To understand why television stations find serious investigative reporting so costly, time-consuming, hard to do, and on occasion intimidating, take a look at the experience of Fox-owned WTVT in Tampa, Florida, and its former investigative reporters Jane Akre and Steve Wilson. Wilson and Akre
At the station, they spent months working on a major investigative series about the alleged health hazards of synthetic bovine growth hormone, an enormously profitable drug that is injected into cows to enhance their production of milk. Made by Monsanto and marketed under the name Posilac, the drug is given to millions of cows every other week to increase the quantity of their milk by as much as 30 percent. Although it is approved by the Food and Drug Administration, some scientists and environmental and consumer groups, including the Center for Food Safety, charge that BGH-produced milk may cause breast and prostate cancer in humans and that the drug tends to produce infections in cows that require treatment with antibiotics. Traces of the antibiotics can remain in the milk, which, in turn, diminishes their effectiveness in combating infections in people. Canada and the nations in the European Union prohibit the use of these milk-enhancing drugs.

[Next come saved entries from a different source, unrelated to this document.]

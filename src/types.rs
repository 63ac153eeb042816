/*!
Core math aliases and data types shared by the physics submodules.

This module intentionally contains no algorithms. It defines the data
exchanged between:
- body (rigid body state and materials)
- spatial (uniform-grid broad phase)
- narrow (shape-pair narrow phase)
- solver (impulse-based contact resolution)
- world (step orchestration and queries)
*/

use nalgebra as na;

/// Common math aliases for clarity and consistency.
pub type Vec3 = na::Vector3<f32>;
pub type Mat3 = na::Matrix3<f32>;

/// Bit mask used to filter raycasts and overlap queries by body layer.
pub type LayerMask = u32;

/// Mask that matches every layer.
pub const LAYER_ALL: LayerMask = u32::MAX;

/// Kinematic class of a body.
///
/// - Static: never moves, infinite mass (ground, walls).
/// - Dynamic: fully simulated (players, debris, pickups).
/// - Kinematic: externally driven; integrates its set velocity but receives
///   no forces and never sleeps (moving platforms).
#[derive(Copy, Clone, Debug, PartialEq, Eq)]
pub enum BodyKind {
    Static,
    Dynamic,
    Kinematic,
}

/// Collision shape of a body, with its dimensions in local space.
///
/// Only `Sphere` and `Box` have narrow-phase support. The remaining tags are
/// declared so gameplay code can label bodies ahead of time; they produce no
/// contacts and fall back to a unit bounding radius.
#[derive(Copy, Clone, Debug, PartialEq)]
pub enum Shape {
    Sphere {
        /// Radius in meters.
        radius: f32,
    },
    Box {
        /// Full extents (width, height, depth) in meters.
        extents: Vec3,
    },
    Capsule {
        radius: f32,
        half_height: f32,
    },
    Cylinder {
        radius: f32,
        half_height: f32,
    },
    Mesh,
    Plane,
}

impl Shape {
    /// Radius of the bounding sphere used by the broad phase and the
    /// spatial grid.
    #[inline]
    pub fn bounding_radius(&self) -> f32 {
        match *self {
            Shape::Sphere { radius } => radius,
            Shape::Box { extents } => extents.norm() * 0.5,
            Shape::Capsule {
                radius,
                half_height,
            }
            | Shape::Cylinder {
                radius,
                half_height,
            } => radius + half_height,
            Shape::Mesh | Shape::Plane => 1.0,
        }
    }
}

/// Stable reference to a body owned by a `PhysicsWorld`.
///
/// Handles are generational: destroying a body bumps its slot's generation,
/// so a handle held past `destroy_body` resolves to `None` instead of
/// aliasing whichever body later reuses the slot.
#[derive(Copy, Clone, Debug, PartialEq, Eq, Hash)]
pub struct BodyHandle {
    pub(crate) index: u32,
    pub(crate) generation: u32,
}

impl BodyHandle {
    /// Slot index inside the world's body arena. Only meaningful for
    /// debugging; do not persist.
    #[inline]
    pub fn index(&self) -> u32 {
        self.index
    }
}

/// A raycast query: origin, direction, and maximum distance.
#[derive(Copy, Clone, Debug)]
pub struct Ray {
    pub origin: Vec3,
    /// Unit direction. Constructed via [`Ray::new`], which normalizes;
    /// a zero-length input stays zero and the ray hits nothing.
    pub direction: Vec3,
    pub max_distance: f32,
}

impl Ray {
    /// Build a ray, normalizing `direction`. A zero-length direction is kept
    /// as zero; such a ray misses everything rather than panicking.
    #[inline]
    pub fn new(origin: Vec3, direction: Vec3, max_distance: f32) -> Self {
        let norm = direction.norm();
        let direction = if norm > 0.0 {
            direction / norm
        } else {
            Vec3::zeros()
        };
        Self {
            origin,
            direction,
            max_distance,
        }
    }
}

/// Result of a raycast query.
#[derive(Copy, Clone, Debug)]
pub struct RaycastResult {
    pub hit: bool,
    /// World-space hit point on the surface.
    pub point: Vec3,
    /// Outward surface normal at the hit point.
    pub normal: Vec3,
    /// Distance from the ray origin to the hit point.
    pub distance: f32,
    /// The body that was hit, `None` on a miss.
    pub body: Option<BodyHandle>,
}

impl Default for RaycastResult {
    fn default() -> Self {
        Self {
            hit: false,
            point: Vec3::zeros(),
            normal: Vec3::zeros(),
            distance: 0.0,
            body: None,
        }
    }
}

#[cfg(test)]
mod tests {
    use super::*;
    use approx::assert_relative_eq;

    #[test]
    fn sphere_bounding_radius_is_its_radius() {
        let s = Shape::Sphere { radius: 2.5 };
        assert_relative_eq!(s.bounding_radius(), 2.5);
    }

    #[test]
    fn box_bounding_radius_is_half_diagonal() {
        // A 2x2x2 box has a diagonal of 2*sqrt(3), so half is sqrt(3).
        let b = Shape::Box {
            extents: Vec3::new(2.0, 2.0, 2.0),
        };
        assert_relative_eq!(b.bounding_radius(), 3.0_f32.sqrt(), epsilon = 1.0e-6);
    }

    #[test]
    fn unsupported_shapes_fall_back_to_unit_radius() {
        assert_relative_eq!(Shape::Mesh.bounding_radius(), 1.0);
        assert_relative_eq!(Shape::Plane.bounding_radius(), 1.0);
    }

    #[test]
    fn ray_new_normalizes_direction() {
        let ray = Ray::new(Vec3::zeros(), Vec3::new(0.0, 0.0, -10.0), 100.0);
        assert_relative_eq!(ray.direction.norm(), 1.0, epsilon = 1.0e-6);
        assert_relative_eq!(ray.direction.z, -1.0, epsilon = 1.0e-6);
    }

    #[test]
    fn zero_direction_ray_stays_zero() {
        let ray = Ray::new(Vec3::zeros(), Vec3::zeros(), 100.0);
        assert_relative_eq!(ray.direction.norm(), 0.0);
    }
}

WTVT heavily promoted the Akre-Wilson milk-contamination pieces for the February 1997 sweeps week. Before they were even completed, however, Monsanto's law firm sent a tough protest letter to Fox News's chairman, Roger Ailes. The letter said Monsanto was "alarmed and deeply concerned" over the coming "assault" on the company's integrity and the integrity of its product. It charged that the journalists had "no scientific competence" and were planning to broadcast "recklessly made accusations." A follow-up letter threatened "dire consequences for Fox News" if it allowed the reporters' "pejorative and defamatory characterizations" to be broadcast.

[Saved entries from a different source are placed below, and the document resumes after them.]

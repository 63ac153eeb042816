/*!
Impulse-based contact resolution.

The solver runs a single sequential-impulse pass per contact per sub-step:
normal impulse with restitution, Coulomb friction clamped by the normal
impulse, then a Baumgarte-style positional correction that bleeds off
residual penetration. An iteration-count parameter exists on the world for
future tuning but the current design is deliberately single-pass.
*/

use crate::body::Body;
use crate::narrow::Contact;
use crate::settings::{CORRECTION_PERCENT, FRICTION_MIN_SPEED, PENETRATION_SLOP};
use crate::types::BodyKind;

/// Inverse mass as seen by the solver. Static and kinematic bodies are
/// immovable by contacts regardless of their stored mass.
#[inline]
fn effective_inverse_mass(body: &Body) -> f32 {
    match body.kind {
        BodyKind::Dynamic => body.inverse_mass,
        BodyKind::Static | BodyKind::Kinematic => 0.0,
    }
}

/// Resolve a single contact between two bodies.
///
/// Order of operations: separating check, normal impulse, friction,
/// positional correction, wake.
pub fn resolve_contact(a: &mut Body, b: &mut Body, contact: &Contact) {
    if !a.awake && !b.awake {
        return;
    }

    let inv_a = effective_inverse_mass(a);
    let inv_b = effective_inverse_mass(b);
    let inv_sum = inv_a + inv_b;
    if inv_sum <= 0.0 {
        // Two immovable bodies; nothing to resolve.
        return;
    }

    let normal = contact.normal;
    let relative_velocity = b.velocity - a.velocity;
    let velocity_along_normal = relative_velocity.dot(&normal);

    // Already separating; leave the pair alone.
    if velocity_along_normal >= 0.0 {
        return;
    }

    // Normal impulse with restitution.
    let j = -(1.0 + contact.restitution) * velocity_along_normal / inv_sum;
    let impulse = normal * j;
    a.velocity -= impulse * inv_a;
    b.velocity += impulse * inv_b;

    apply_friction(a, b, contact, inv_a, inv_b, j);

    // Positional correction: remove penetration beyond the slop, scaled by
    // the correction percentage and distributed by inverse mass.
    let correction_magnitude =
        (contact.penetration - PENETRATION_SLOP).max(0.0) / inv_sum * CORRECTION_PERCENT;
    let correction = normal * correction_magnitude;
    a.position -= correction * inv_a;
    b.position += correction * inv_b;

    // Mark both as active without resetting sleep timers: a resting contact
    // must still be allowed to drift to sleep.
    a.awake = true;
    b.awake = true;
}

/// Coulomb friction along the contact tangent, clamped to mu * |j|.
fn apply_friction(a: &mut Body, b: &mut Body, contact: &Contact, inv_a: f32, inv_b: f32, j: f32) {
    // Recompute relative velocity after the normal impulse.
    let relative_velocity = b.velocity - a.velocity;
    let normal = contact.normal;
    let tangent_velocity = relative_velocity - normal * relative_velocity.dot(&normal);
    let tangent_speed = tangent_velocity.norm();
    if tangent_speed <= FRICTION_MIN_SPEED {
        return;
    }

    let tangent = tangent_velocity / tangent_speed;
    let jt = -relative_velocity.dot(&tangent) / (inv_a + inv_b);
    let max_friction = contact.friction * j.abs();
    let jt = jt.clamp(-max_friction, max_friction);

    let friction_impulse = tangent * jt;
    a.velocity -= friction_impulse * inv_a;
    b.velocity += friction_impulse * inv_b;
}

In the face of those threats, with production of the series still not finished, and with the station's news management raising content questions of its own, WTVT decided to delay the broadcast of Akre's and Wilson's stories. Throughout much of 1997, news director Metlin, together with an army of news editors, station executives, and lawyers, worked with the reporters to try to produce what one lawyer called a fair, accurate, balanced, and verifiable story that would protect the station from "risk or harm caused by inaccuracy, carelessness, lack of balance, or perceived bias." The shots that Monsanto had fired across the station's bow obviously struck home.